╔══

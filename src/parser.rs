// ABOUTME: Recursive-descent parser turning a token stream into a list of statement nodes

use crate::ast::{Expr, FunctionDecl, IdGen, Stmt};
use crate::error::Diagnostics;
use crate::token::{Literal, Token, TokenKind};
use crate::value::Value;
use std::rc::Rc;

const MAX_ARGS: usize = 255;

/// Signals that a parse error was already reported through `Diagnostics` and the parser should
/// synchronize to the next statement boundary. Carries no message of its own.
#[derive(Debug)]
struct ParseError;

pub struct Parser<'a> {
    tokens: &'a [Token],
    current: usize,
    diagnostics: &'a Diagnostics,
    ids: &'a IdGen,
}

/// Parses a full program (REPL line or script) into a list of statements. `ids` must be the
/// same `IdGen` used across the whole process so `Variable`/`Assign` node ids never collide
/// with those embedded in earlier, still-live closures (see `ast::IdGen`).
pub fn parse(tokens: &[Token], diagnostics: &Diagnostics, ids: &IdGen) -> Vec<Stmt> {
    let mut parser = Parser {
        tokens,
        current: 0,
        diagnostics,
        ids,
    };
    let mut statements = Vec::new();
    while !parser.is_at_end() {
        if let Some(stmt) = parser.declaration() {
            statements.push(stmt);
        }
    }
    statements
}

impl<'a> Parser<'a> {
    // ===== declarations =====

    fn declaration(&mut self) -> Option<Stmt> {
        let result = if self.check(TokenKind::Var) {
            self.advance();
            self.var_declaration()
        } else if self.check(TokenKind::Fun) {
            self.advance();
            self.function_declaration("function")
        } else {
            self.statement()
        };

        match result {
            Ok(stmt) => Some(stmt),
            Err(ParseError) => {
                self.synchronize();
                None
            }
        }
    }

    fn var_declaration(&mut self) -> Result<Stmt, ParseError> {
        let name = self.consume(TokenKind::Identifier, "Expect variable name.")?;
        let initializer = if self.advance_if(TokenKind::Equal) {
            Some(self.expression()?)
        } else {
            None
        };
        self.consume(TokenKind::Semicolon, "Expect ';' after variable declaration.")?;
        Ok(Stmt::Var { name, initializer })
    }

    fn function_declaration(&mut self, kind: &str) -> Result<Stmt, ParseError> {
        let name = self.consume(TokenKind::Identifier, &format!("Expect {} name.", kind))?;
        self.consume(TokenKind::LeftParen, &format!("Expect '(' after {} name.", kind))?;
        let mut params = Vec::new();
        if !self.check(TokenKind::RightParen) {
            loop {
                if params.len() >= MAX_ARGS {
                    let token = self.peek().clone();
                    self.diagnostics
                        .error_token(&token, "Can't have more than 255 parameters.");
                }
                params.push(self.consume(TokenKind::Identifier, "Expect parameter name.")?);
                if !self.advance_if(TokenKind::Comma) {
                    break;
                }
            }
        }
        self.consume(TokenKind::RightParen, "Expect ')' after parameters.")?;
        self.consume(TokenKind::LeftBrace, &format!("Expect '{{' before {} body.", kind))?;
        let body = self.block()?;
        Ok(Stmt::Function(Rc::new(FunctionDecl { name, params, body })))
    }

    // ===== statements =====

    fn statement(&mut self) -> Result<Stmt, ParseError> {
        if self.advance_if(TokenKind::Print) {
            return self.print_statement();
        }
        if self.advance_if(TokenKind::LeftBrace) {
            return Ok(Stmt::Block(self.block()?));
        }
        if self.advance_if(TokenKind::If) {
            return self.if_statement();
        }
        if self.advance_if(TokenKind::While) {
            return self.while_statement();
        }
        if self.advance_if(TokenKind::For) {
            return self.for_statement();
        }
        if self.check(TokenKind::Break) {
            let keyword = self.advance().clone();
            self.consume(TokenKind::Semicolon, "Expect ';' after 'break'.")?;
            return Ok(Stmt::Break(keyword));
        }
        if self.check(TokenKind::Return) {
            return self.return_statement();
        }
        self.expression_statement()
    }

    fn print_statement(&mut self) -> Result<Stmt, ParseError> {
        let value = self.expression()?;
        self.consume(TokenKind::Semicolon, "Expect ';' after value.")?;
        Ok(Stmt::Print(value))
    }

    fn return_statement(&mut self) -> Result<Stmt, ParseError> {
        let keyword = self.advance().clone();
        let value = if !self.check(TokenKind::Semicolon) {
            Some(self.expression()?)
        } else {
            None
        };
        self.consume(TokenKind::Semicolon, "Expect ';' after return value.")?;
        Ok(Stmt::Return { keyword, value })
    }

    fn block(&mut self) -> Result<Vec<Stmt>, ParseError> {
        let mut statements = Vec::new();
        while !self.check(TokenKind::RightBrace) && !self.is_at_end() {
            if let Some(stmt) = self.declaration() {
                statements.push(stmt);
            }
        }
        self.consume(TokenKind::RightBrace, "Expect '}' after block.")?;
        Ok(statements)
    }

    fn if_statement(&mut self) -> Result<Stmt, ParseError> {
        self.consume(TokenKind::LeftParen, "Expect '(' after 'if'.")?;
        let condition = self.expression()?;
        self.consume(TokenKind::RightParen, "Expect ')' after if condition.")?;
        let then_branch = Box::new(self.statement()?);
        let else_branch = if self.advance_if(TokenKind::Else) {
            Some(Box::new(self.statement()?))
        } else {
            None
        };
        Ok(Stmt::If {
            condition,
            then_branch,
            else_branch,
        })
    }

    fn while_statement(&mut self) -> Result<Stmt, ParseError> {
        self.consume(TokenKind::LeftParen, "Expect '(' after 'while'.")?;
        let condition = self.expression()?;
        self.consume(TokenKind::RightParen, "Expect ')' after condition.")?;
        let body = Box::new(self.statement()?);
        Ok(Stmt::While { condition, body })
    }

    /// Desugars directly into `Block{[init, While{cond, Block{[body, increment]}}]}`.
    fn for_statement(&mut self) -> Result<Stmt, ParseError> {
        self.consume(TokenKind::LeftParen, "Expect '(' after 'for'.")?;

        let initializer = if self.advance_if(TokenKind::Semicolon) {
            None
        } else if self.check(TokenKind::Var) {
            self.advance();
            Some(self.var_declaration()?)
        } else {
            Some(self.expression_statement()?)
        };

        let condition = if !self.check(TokenKind::Semicolon) {
            Some(self.expression()?)
        } else {
            None
        };
        self.consume(TokenKind::Semicolon, "Expect ';' after loop condition.")?;

        let increment = if !self.check(TokenKind::RightParen) {
            Some(self.expression()?)
        } else {
            None
        };
        self.consume(TokenKind::RightParen, "Expect ')' after for clauses.")?;

        let mut body = self.statement()?;

        if let Some(increment) = increment {
            body = Stmt::Block(vec![body, Stmt::Expression(increment)]);
        }

        let condition = condition.unwrap_or(Expr::Literal {
            value: Value::Bool(true),
        });
        body = Stmt::While {
            condition,
            body: Box::new(body),
        };

        if let Some(initializer) = initializer {
            body = Stmt::Block(vec![initializer, body]);
        }

        Ok(body)
    }

    fn expression_statement(&mut self) -> Result<Stmt, ParseError> {
        let expr = self.expression()?;
        self.consume(TokenKind::Semicolon, "Expect ';' after expression.")?;
        Ok(Stmt::Expression(expr))
    }

    // ===== expressions =====

    fn expression(&mut self) -> Result<Expr, ParseError> {
        self.assignment()
    }

    fn assignment(&mut self) -> Result<Expr, ParseError> {
        let expr = self.or()?;

        if self.check(TokenKind::Equal) {
            let equals = self.advance().clone();
            let value = self.assignment()?;

            if let Expr::Variable { name, .. } = expr {
                let id = self.ids.next();
                return Ok(Expr::Assign {
                    id,
                    name,
                    value: Box::new(value),
                });
            }

            self.diagnostics
                .error_token(&equals, "Invalid assignment target.");
            return Ok(expr);
        }

        Ok(expr)
    }

    fn or(&mut self) -> Result<Expr, ParseError> {
        let mut expr = self.and()?;
        while self.check(TokenKind::Or) {
            let operator = self.advance().clone();
            let right = self.and()?;
            expr = Expr::Logical {
                left: Box::new(expr),
                operator,
                right: Box::new(right),
            };
        }
        Ok(expr)
    }

    fn and(&mut self) -> Result<Expr, ParseError> {
        let mut expr = self.equality()?;
        while self.check(TokenKind::And) {
            let operator = self.advance().clone();
            let right = self.equality()?;
            expr = Expr::Logical {
                left: Box::new(expr),
                operator,
                right: Box::new(right),
            };
        }
        Ok(expr)
    }

    fn equality(&mut self) -> Result<Expr, ParseError> {
        self.binary_left_assoc(
            Self::comparison,
            &[TokenKind::BangEqual, TokenKind::EqualEqual],
        )
    }

    fn comparison(&mut self) -> Result<Expr, ParseError> {
        self.binary_left_assoc(
            Self::term,
            &[
                TokenKind::Greater,
                TokenKind::GreaterEqual,
                TokenKind::Less,
                TokenKind::LessEqual,
            ],
        )
    }

    fn term(&mut self) -> Result<Expr, ParseError> {
        self.binary_left_assoc(Self::factor, &[TokenKind::Minus, TokenKind::Plus])
    }

    fn factor(&mut self) -> Result<Expr, ParseError> {
        self.binary_left_assoc(Self::unary, &[TokenKind::Slash, TokenKind::Star])
    }

    fn binary_left_assoc(
        &mut self,
        operand: fn(&mut Self) -> Result<Expr, ParseError>,
        kinds: &[TokenKind],
    ) -> Result<Expr, ParseError> {
        let mut expr = operand(self)?;
        while kinds.contains(&self.peek().kind) {
            let operator = self.advance().clone();
            let right = operand(self)?;
            expr = Expr::Binary {
                left: Box::new(expr),
                operator,
                right: Box::new(right),
            };
        }
        Ok(expr)
    }

    fn unary(&mut self) -> Result<Expr, ParseError> {
        if matches!(self.peek().kind, TokenKind::Bang | TokenKind::Minus) {
            let operator = self.advance().clone();
            let right = self.unary()?;
            return Ok(Expr::Unary {
                operator,
                right: Box::new(right),
            });
        }
        self.call()
    }

    fn call(&mut self) -> Result<Expr, ParseError> {
        let mut expr = self.primary()?;
        loop {
            if self.advance_if(TokenKind::LeftParen) {
                expr = self.finish_call(expr)?;
            } else {
                break;
            }
        }
        Ok(expr)
    }

    fn finish_call(&mut self, callee: Expr) -> Result<Expr, ParseError> {
        let mut arguments = Vec::new();
        if !self.check(TokenKind::RightParen) {
            loop {
                if arguments.len() >= MAX_ARGS {
                    let token = self.peek().clone();
                    self.diagnostics
                        .error_token(&token, "Can't have more than 255 arguments.");
                }
                arguments.push(self.expression()?);
                if !self.advance_if(TokenKind::Comma) {
                    break;
                }
            }
        }
        let paren = self.consume(TokenKind::RightParen, "Expect ')' after arguments.")?;
        Ok(Expr::Call {
            callee: Box::new(callee),
            paren,
            arguments,
        })
    }

    fn primary(&mut self) -> Result<Expr, ParseError> {
        if self.advance_if(TokenKind::False) {
            return Ok(Expr::Literal {
                value: Value::Bool(false),
            });
        }
        if self.advance_if(TokenKind::True) {
            return Ok(Expr::Literal {
                value: Value::Bool(true),
            });
        }
        if self.advance_if(TokenKind::Nil) {
            return Ok(Expr::Literal { value: Value::Nil });
        }
        if self.check(TokenKind::Number) {
            let token = self.advance();
            let n = match &token.literal {
                Literal::Number(n) => *n,
                _ => unreachable!("scanner always attaches Literal::Number to a NUMBER token"),
            };
            return Ok(Expr::Literal {
                value: Value::Number(n),
            });
        }
        if self.check(TokenKind::String) {
            let token = self.advance();
            let s = match &token.literal {
                Literal::Str(s) => s.clone(),
                _ => unreachable!("scanner always attaches Literal::Str to a STRING token"),
            };
            return Ok(Expr::Literal {
                value: Value::String(s),
            });
        }
        if self.check(TokenKind::Identifier) {
            let name = self.advance().clone();
            let id = self.ids.next();
            return Ok(Expr::Variable { id, name });
        }
        if self.advance_if(TokenKind::LeftParen) {
            let expression = self.expression()?;
            self.consume(TokenKind::RightParen, "Expect ')' after expression.")?;
            return Ok(Expr::Grouping {
                expression: Box::new(expression),
            });
        }

        let token = self.peek().clone();
        self.diagnostics
            .error_token(&token, "Expect expression.");
        Err(ParseError)
    }

    // ===== token-stream plumbing =====

    fn check(&self, kind: TokenKind) -> bool {
        self.peek().kind == kind
    }

    fn advance_if(&mut self, kind: TokenKind) -> bool {
        if self.check(kind) {
            self.current += 1;
            true
        } else {
            false
        }
    }

    fn consume(&mut self, kind: TokenKind, message: &str) -> Result<Token, ParseError> {
        if self.check(kind) {
            return Ok(self.advance().clone());
        }
        let token = self.peek().clone();
        self.diagnostics.error_token(&token, message);
        Err(ParseError)
    }

    fn advance(&mut self) -> &Token {
        if !self.is_at_end() {
            self.current += 1;
        }
        self.previous()
    }

    fn previous(&self) -> &Token {
        &self.tokens[self.current - 1]
    }

    fn peek(&self) -> &Token {
        &self.tokens[self.current]
    }

    fn is_at_end(&self) -> bool {
        self.peek().kind == TokenKind::Eof
    }

    /// Discards tokens until a `;` is consumed or the next token begins a new statement.
    fn synchronize(&mut self) {
        while !self.is_at_end() {
            if self.previous().kind == TokenKind::Semicolon {
                return;
            }
            match self.peek().kind {
                TokenKind::Fun
                | TokenKind::Var
                | TokenKind::For
                | TokenKind::If
                | TokenKind::While
                | TokenKind::Print
                | TokenKind::Return => return,
                _ => {
                    self.advance();
                }
            }
        }
    }
}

╚══

*Task instructions*:
Check each line above for the word "equals" and copy every line that has it.

*Solution*:
            let equals = self.advance().clone();
                .error_token(&equals, "Invalid assignment target.");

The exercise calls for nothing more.